**What to produce**: Exactly as written, retype all of the records that come next.

----- Data for this task -----

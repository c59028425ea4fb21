// libs/scheduling-cell/src/models.rs
use chrono::{NaiveDate, NaiveTime};
use serde::{Deserialize, Serialize};
use std::fmt;
use uuid::Uuid;

use crate::interval::MinuteInterval;

/// Central scheduling entity. Dates are clinic-local `YYYY-MM-DD`, times are
/// grid-aligned `HH:MM`; no timezone conversion happens anywhere (single
/// clinic, local wall-clock).
#[derive(Debug, Clone, Serialize, Deserialize)]
pub struct Appointment {
    pub id: Uuid,
    pub patient_id: Uuid,
    pub patient_name: String,
    pub doctor: String,
    pub date: NaiveDate,
    #[serde(with = "time_hm")]
    pub time: NaiveTime,
    pub duration_minutes: i64,
    pub reason: VisitReason,
    pub custom_reason: Option<String>,
    pub status: AppointmentStatus,
    pub payment_status: PaymentStatus,
    #[serde(default)]
    pub cancellation_requested: bool,
    pub notes: Option<String>,
}

impl Appointment {
    /// Occupied minute range `[time, time + duration)`.
    pub fn interval(&self) -> MinuteInterval {
        MinuteInterval::starting_at(self.time, self.duration_minutes)
    }

    pub fn is_cancelled(&self) -> bool {
        self.status == AppointmentStatus::Cancelled
    }

    /// Unpaid pending requests are placeholders: visible on the assigned
    /// doctor's calendar but not allowed to block public booking.
    pub fn is_unpaid_placeholder(&self) -> bool {
        self.status == AppointmentStatus::Pending && self.payment_status == PaymentStatus::Unpaid
    }
}

/// Categorical reason for the visit. `Other` is the sentinel that requires a
/// non-empty free-text `custom_reason`.
#[derive(Debug, Clone, Copy, Serialize, Deserialize, PartialEq, Eq)]
#[serde(rename_all = "snake_case")]
pub enum VisitReason {
    Checkup,
    Cleaning,
    Filling,
    Extraction,
    RootCanal,
    Braces,
    Whitening,
    Other,
}

#[derive(Debug, Clone, Copy, Serialize, Deserialize, PartialEq, Eq, Hash)]
pub enum AppointmentStatus {
    #[serde(rename = "pending")]
    Pending,
    #[serde(rename = "tentative")]
    Tentative,
    #[serde(rename = "To Pay")]
    ToPay,
    #[serde(rename = "scheduled")]
    Scheduled,
    #[serde(rename = "confirmed")]
    Confirmed,
    #[serde(rename = "completed")]
    Completed,
    #[serde(rename = "cancelled")]
    Cancelled,
}

impl fmt::Display for AppointmentStatus {
    fn fmt(&self, f: &mut fmt::Formatter<'_>) -> fmt::Result {
        match self {
            AppointmentStatus::Pending => write!(f, "pending"),
            AppointmentStatus::Tentative => write!(f, "tentative"),
            AppointmentStatus::ToPay => write!(f, "To Pay"),
            AppointmentStatus::Scheduled => write!(f, "scheduled"),
            AppointmentStatus::Confirmed => write!(f, "confirmed"),
            AppointmentStatus::Completed => write!(f, "completed"),
            AppointmentStatus::Cancelled => write!(f, "cancelled"),
        }
    }
}

/// Set by the payment subsystem; the scheduling core only reads it to gate
/// public visibility and the requests inbox.
#[derive(Debug, Clone, Copy, Serialize, Deserialize, PartialEq, Eq)]
pub enum PaymentStatus {
    #[serde(rename = "unpaid")]
    Unpaid,
    #[serde(rename = "half-paid")]
    HalfPaid,
    #[serde(rename = "paid")]
    Paid,
}

impl fmt::Display for PaymentStatus {
    fn fmt(&self, f: &mut fmt::Formatter<'_>) -> fmt::Result {
        match self {
            PaymentStatus::Unpaid => write!(f, "unpaid"),
            PaymentStatus::HalfPaid => write!(f, "half-paid"),
            PaymentStatus::Paid => write!(f, "paid"),
        }
    }
}

/// Wire format for appointment start times is `HH:MM`, not chrono's default
/// `HH:MM:SS`.
pub mod time_hm {
    use chrono::NaiveTime;
    use serde::{self, Deserialize, Deserializer, Serializer};

    const FORMAT: &str = "%H:%M";

    pub fn serialize<S>(time: &NaiveTime, serializer: S) -> Result<S::Ok, S::Error>
    where
        S: Serializer,
    {
        serializer.serialize_str(&time.format(FORMAT).to_string())
    }

    pub fn deserialize<'de, D>(deserializer: D) -> Result<NaiveTime, D::Error>
    where
        D: Deserializer<'de>,
    {
        let s = String::deserialize(deserializer)?;
        NaiveTime::parse_from_str(&s, FORMAT)
            .or_else(|_| NaiveTime::parse_from_str(&s, "%H:%M:%S"))
            .map_err(serde::de::Error::custom)
    }
}

#[cfg(test)]
mod tests {
    use super::*;
    use chrono::NaiveDate;

    fn sample() -> Appointment {
        Appointment {
            id: Uuid::new_v4(),
            patient_id: Uuid::new_v4(),
            patient_name: "Maria Cruz".to_string(),
            doctor: "Dr. Reyes".to_string(),
            date: NaiveDate::from_ymd_opt(2026, 9, 14).unwrap(),
            time: NaiveTime::from_hms_opt(9, 30, 0).unwrap(),
            duration_minutes: 30,
            reason: VisitReason::Cleaning,
            custom_reason: None,
            status: AppointmentStatus::Pending,
            payment_status: PaymentStatus::Unpaid,
            cancellation_requested: false,
            notes: None,
        }
    }

    #[test]
    fn serializes_portal_wire_strings() {
        let mut appt = sample();
        appt.status = AppointmentStatus::ToPay;
        appt.payment_status = PaymentStatus::HalfPaid;

        let value = serde_json::to_value(&appt).unwrap();
        assert_eq!(value["status"], "To Pay");
        assert_eq!(value["payment_status"], "half-paid");
        assert_eq!(value["date"], "2026-09-14");
        assert_eq!(value["time"], "09:30");
    }

    #[test]
    fn deserializes_seconds_suffixed_times() {
        let mut value = serde_json::to_value(sample()).unwrap();
        value["time"] = serde_json::json!("14:00:00");
        let appt: Appointment = serde_json::from_value(value).unwrap();
        assert_eq!(appt.time, NaiveTime::from_hms_opt(14, 0, 0).unwrap());
    }

    #[test]
    fn unpaid_pending_is_a_placeholder() {
        let appt = sample();
        assert!(appt.is_unpaid_placeholder());

        let mut paid = sample();
        paid.payment_status = PaymentStatus::Paid;
        assert!(!paid.is_unpaid_placeholder());

        let mut confirmed = sample();
        confirmed.status = AppointmentStatus::Confirmed;
        assert!(!confirmed.is_unpaid_placeholder());
    }
}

-----

**Result**:
repository c59028425ea4fb21
// libs/scheduling-cell/src/models.rs
use chrono::{NaiveDate, NaiveTime};
use serde::{Deserialize, Serialize};
use std::fmt;
use uuid::Uuid;

use crate::interval::MinuteInterval;

/// Central scheduling entity. Dates are clinic-local `YYYY-MM-DD`, times are
/// grid-aligned `HH:MM`; no timezone conversion happens anywhere (single
/// clinic, local wall-clock).
#[derive(Debug, Clone, Serialize, Deserialize)]
pub struct Appointment {
    pub id: Uuid,
    pub patient_id: Uuid,
    pub patient_name: String,
    pub doctor: String,
    pub date: NaiveDate,
    #[serde(with = "time_hm")]
    pub time: NaiveTime,
    pub duration_minutes: i64,
    pub reason: VisitReason,
    pub custom_reason: Option<String>,
    pub status: AppointmentStatus,
    pub payment_status: PaymentStatus,
    #[serde(default)]
    pub cancellation_requested: bool,
    pub notes: Option<String>,
}

impl Appointment {
    /// Occupied minute range `[time, time + duration)`.
    pub fn interval(&self) -> MinuteInterval {
        MinuteInterval::starting_at(self.time, self.duration_minutes)
    }

    pub fn is_cancelled(&self) -> bool {
        self.status == AppointmentStatus::Cancelled
    }

    /// Unpaid pending requests are placeholders: visible on the assigned
    /// doctor's calendar but not allowed to block public booking.
    pub fn is_unpaid_placeholder(&self) -> bool {
        self.status == AppointmentStatus::Pending && self.payment_status == PaymentStatus::Unpaid
    }
}

/// Categorical reason for the visit. `Other` is the sentinel that requires a
/// non-empty free-text `custom_reason`.
#[derive(Debug, Clone, Copy, Serialize, Deserialize, PartialEq, Eq)]
#[serde(rename_all = "snake_case")]
pub enum VisitReason {
    Checkup,
    Cleaning,
    Filling,
    Extraction,
    RootCanal,
    Braces,
    Whitening,
    Other,
}

#[derive(Debug, Clone, Copy, Serialize, Deserialize, PartialEq, Eq, Hash)]
pub enum AppointmentStatus {
    #[serde(rename = "pending")]
    Pending,
    #[serde(rename = "tentative")]
    Tentative,
    #[serde(rename = "To Pay")]
    ToPay,
    #[serde(rename = "scheduled")]
    Scheduled,
    #[serde(rename = "confirmed")]
    Confirmed,
    #[serde(rename = "completed")]
    Completed,
    #[serde(rename = "cancelled")]
    Cancelled,
}

impl fmt::Display for AppointmentStatus {
    fn fmt(&self, f: &mut fmt::Formatter<'_>) -> fmt::Result {
        match self {
            AppointmentStatus::Pending => write!(f, "pending"),
            AppointmentStatus::Tentative => write!(f, "tentative"),
            AppointmentStatus::ToPay => write!(f, "To Pay"),
            AppointmentStatus::Scheduled => write!(f, "scheduled"),
            AppointmentStatus::Confirmed => write!(f, "confirmed"),
            AppointmentStatus::Completed => write!(f, "completed"),
            AppointmentStatus::Cancelled => write!(f, "cancelled"),
        }
    }
}

/// Set by the payment subsystem; the scheduling core only reads it to gate
/// public visibility and the requests inbox.
#[derive(Debug, Clone, Copy, Serialize, Deserialize, PartialEq, Eq)]
pub enum PaymentStatus {
    #[serde(rename = "unpaid")]
    Unpaid,
    #[serde(rename = "half-paid")]
    HalfPaid,
    #[serde(rename = "paid")]
    Paid,
}

impl fmt::Display for PaymentStatus {
    fn fmt(&self, f: &mut fmt::Formatter<'_>) -> fmt::Result {
        match self {
            PaymentStatus::Unpaid => write!(f, "unpaid"),
            PaymentStatus::HalfPaid => write!(f, "half-paid"),
            PaymentStatus::Paid => write!(f, "paid"),
        }
    }
}

/// Wire format for appointment start times is `HH:MM`, not chrono's default
/// `HH:MM:SS`.
pub mod time_hm {
    use chrono::NaiveTime;
    use serde::{self, Deserialize, Deserializer, Serializer};

    const FORMAT: &str = "%H:%M";

    pub fn serialize<S>(time: &NaiveTime, serializer: S) -> Result<S::Ok, S::Error>
    where
        S: Serializer,
    {
        serializer.serialize_str(&time.format(FORMAT).to_string())
    }

    pub fn deserialize<'de, D>(deserializer: D) -> Result<NaiveTime, D::Error>
    where
        D: Deserializer<'de>,
    {
        let s = String::deserialize(deserializer)?;
        NaiveTime::parse_from_str(&s, FORMAT)
            .or_else(|_| NaiveTime::parse_from_str(&s, "%H:%M:%S"))
            .map_err(serde::de::Error::custom)
    }
}

#[cfg(test)]
mod tests {
    use super::*;
    use chrono::NaiveDate;

    fn sample() -> Appointment {
        Appointment {
            id: Uuid::new_v4(),
            patient_id: Uuid::new_v4(),
            patient_name: "Maria Cruz".to_string(),
            doctor: "Dr. Reyes".to_string(),
            date: NaiveDate::from_ymd_opt(2026, 9, 14).unwrap(),
            time: NaiveTime::from_hms_opt(9, 30, 0).unwrap(),
            duration_minutes: 30,
            reason: VisitReason::Cleaning,
            custom_reason: None,
            status: AppointmentStatus::Pending,
            payment_status: PaymentStatus::Unpaid,
            cancellation_requested: false,
            notes: None,
        }
    }

    #[test]
    fn serializes_portal_wire_strings() {
        let mut appt = sample();
        appt.status = AppointmentStatus::ToPay;
        appt.payment_status = PaymentStatus::HalfPaid;

        let value = serde_json::to_value(&appt).unwrap();
        assert_eq!(value["status"], "To Pay");
        assert_eq!(value["payment_status"], "half-paid");
        assert_eq!(value["date"], "2026-09-14");
        assert_eq!(value["time"], "09:30");
    }

    #[test]
    fn deserializes_seconds_suffixed_times() {
        let mut value = serde_json::to_value(sample()).unwrap();
        value["time"] = serde_json::json!("14:00:00");
        let appt: Appointment = serde_json::from_value(value).unwrap();
        assert_eq!(appt.time, NaiveTime::from_hms_opt(14, 0, 0).unwrap());
    }

    #[test]
    fn unpaid_pending_is_a_placeholder() {
        let appt = sample();
        assert!(appt.is_unpaid_placeholder());

        let mut paid = sample();
        paid.payment_status = PaymentStatus::Paid;
        assert!(!paid.is_unpaid_placeholder());

        let mut confirmed = sample();
        confirmed.status = AppointmentStatus::Confirmed;
        assert!(!confirmed.is_unpaid_placeholder());
    }
}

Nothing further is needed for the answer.